Peach’s Grill has hosted many benefit fundraisers for community members in recent years and usually does one or two per year, according to Monroe-Beard. Recently, benefits have helped to raise money for cancer treatment for musician Carl Schumacher, cover medical expenses when J.J. Yates was brutally attacked in Cincinnati by unknown assailants, pay for optical care for DJ Clean Gene, buy a diabetic assistance dog for Ashton Gueth and raise money for medical expenses for Mia Campbell. Peach’s doesn’t organize every benefit, but is often the best location in town for an all-day fundraiser, Monroe-Beard added.
The benefits “fit with our spirit of camaraderie here,” Monroe-Beard said of Peach’s. And it’s part of what the Yellow Springs community is about, she said.
“We try to look out for each other,” Monroe-Beard said of her hometown. “Even if you didn’t grow up here, this is what people come to Yellow Springs for —that feeling.”

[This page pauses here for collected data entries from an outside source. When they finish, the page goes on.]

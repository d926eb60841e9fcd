//! Converter runtime configuration.
//!
//! Configuration is resolved once at process startup and then passed into the converter. The
//! engine never reads environment variables while converting; the binary is responsible for
//! turning `.env`, environment and command-line input into a [`ConverterConfig`].

use crate::constants::{MESSAGE_TEMPLATE_DIR, TEMPLATE_DIR};
use crate::error::{ConfigError, ConfigResult};
use std::path::{Path, PathBuf};

/// How ids are generated for resources whose template does not produce one.
#[derive(Clone, Copy, Debug, Default, PartialEq, Eq)]
pub enum IdStrategy {
    /// Random v4 UUIDs.
    #[default]
    Uuid,
    /// `<type>-<n>` counters, restarting for every message. Output is reproducible.
    Sequential,
}

impl std::str::FromStr for IdStrategy {
    type Err = ConfigError;

    fn from_str(s: &str) -> Result<Self, Self::Err> {
        match s.trim().to_lowercase().as_str() {
            "uuid" => Ok(Self::Uuid),
            "sequential" | "seq" => Ok(Self::Sequential),
            other => Err(ConfigError::InvalidInput(format!(
                "unknown id strategy '{other}' (expected uuid or sequential)"
            ))),
        }
    }
}

/// Converter configuration resolved at startup.
#[derive(Clone, Debug)]
pub struct ConverterConfig {
    template_dir: PathBuf,
    id_strategy: IdStrategy,
}

impl ConverterConfig {
    /// Create a new `ConverterConfig`.
    ///
    /// # Errors
    ///
    /// Returns [`ConfigError::InvalidInput`] if `template_dir` is not a template directory.
    pub fn new(template_dir: PathBuf, id_strategy: IdStrategy) -> ConfigResult<Self> {
        if !looks_like_template_dir(&template_dir) {
            return Err(ConfigError::InvalidInput(format!(
                "{} is not a template directory (must contain {MESSAGE_TEMPLATE_DIR}/)",
                template_dir.display()
            )));
        }

        Ok(Self {
            template_dir,
            id_strategy,
        })
    }

    pub fn template_dir(&self) -> &Path {
        &self.template_dir
    }

    pub fn id_strategy(&self) -> IdStrategy {
        self.id_strategy
    }
}

fn looks_like_template_dir(path: &Path) -> bool {
    path.is_dir() && path.join(MESSAGE_TEMPLATE_DIR).is_dir()
}

/// Resolve the template directory without reading environment variables.
///
/// If `override_dir` is provided, it must be a directory containing `message/`. Otherwise this
/// searches for `templates/` relative to the current working directory and then walks up from
/// `CARGO_MANIFEST_DIR`.
pub fn resolve_template_dir(override_dir: Option<PathBuf>) -> ConfigResult<PathBuf> {
    if let Some(template_dir) = override_dir {
        if looks_like_template_dir(&template_dir) {
            return Ok(template_dir);
        }
        return Err(ConfigError::InvalidInput(format!(
            "template directory override {} is not valid (must contain {MESSAGE_TEMPLATE_DIR}/)",
            template_dir.display()
        )));
    }

    let cwd_relative = PathBuf::from(TEMPLATE_DIR);
    if looks_like_template_dir(&cwd_relative) {
        return Ok(cwd_relative);
    }

    let manifest_dir = Path::new(env!("CARGO_MANIFEST_DIR"));
    for ancestor in manifest_dir.ancestors() {
        let candidate = ancestor.join(TEMPLATE_DIR);
        if looks_like_template_dir(&candidate) {
            return Ok(candidate);
        }
    }

    Err(ConfigError::InvalidInput(format!(
        "could not locate {TEMPLATE_DIR}/ directory with {MESSAGE_TEMPLATE_DIR}/ subfolder"
    )))
}

#[cfg(test)]
mod tests {
    use super::*;

    #[test]
    fn resolves_bundled_templates() {
        let dir = resolve_template_dir(None).expect("bundled templates should be found");
        assert!(dir.join(MESSAGE_TEMPLATE_DIR).is_dir());
    }

    #[test]
    fn rejects_override_without_message_dir() {
        let temp = tempfile::tempdir().expect("tempdir");
        let err = resolve_template_dir(Some(temp.path().to_path_buf()))
            .expect_err("override should be rejected");
        assert!(matches!(err, ConfigError::InvalidInput(_)));
    }

    #[test]
    fn accepts_override_with_message_dir() {
        let temp = tempfile::tempdir().expect("tempdir");
        std::fs::create_dir(temp.path().join(MESSAGE_TEMPLATE_DIR)).expect("mkdir");
        let dir = resolve_template_dir(Some(temp.path().to_path_buf())).expect("valid override");
        let config = ConverterConfig::new(dir, IdStrategy::Sequential).expect("config");
        assert_eq!(config.id_strategy(), IdStrategy::Sequential);
    }

    #[test]
    fn parses_id_strategies() {
        assert_eq!("UUID".parse::<IdStrategy>().expect("uuid"), IdStrategy::Uuid);
        assert_eq!(
            "sequential".parse::<IdStrategy>().expect("sequential"),
            IdStrategy::Sequential
        );
        assert!("random".parse::<IdStrategy>().is_err());
    }
}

Not only is Folke inspired by how the community has rallied to support her, her illness has helped her appreciate the small things in life, from walking down to get ice cream with her son to taking hikes in the Glen.
“I need to do things different and not take things for granted,” Folke said. “I want to take advantage of how fun life is and not so much time worrying about things I can’t change anyway.”
Cooper also has chipped in during the hard time, Folke said, by not complaining too much about not being able to go out much this summer and cleaning his room, which Folke had never been able to get him to do.
“He’s also given me lots of hugs and kisses,” she said.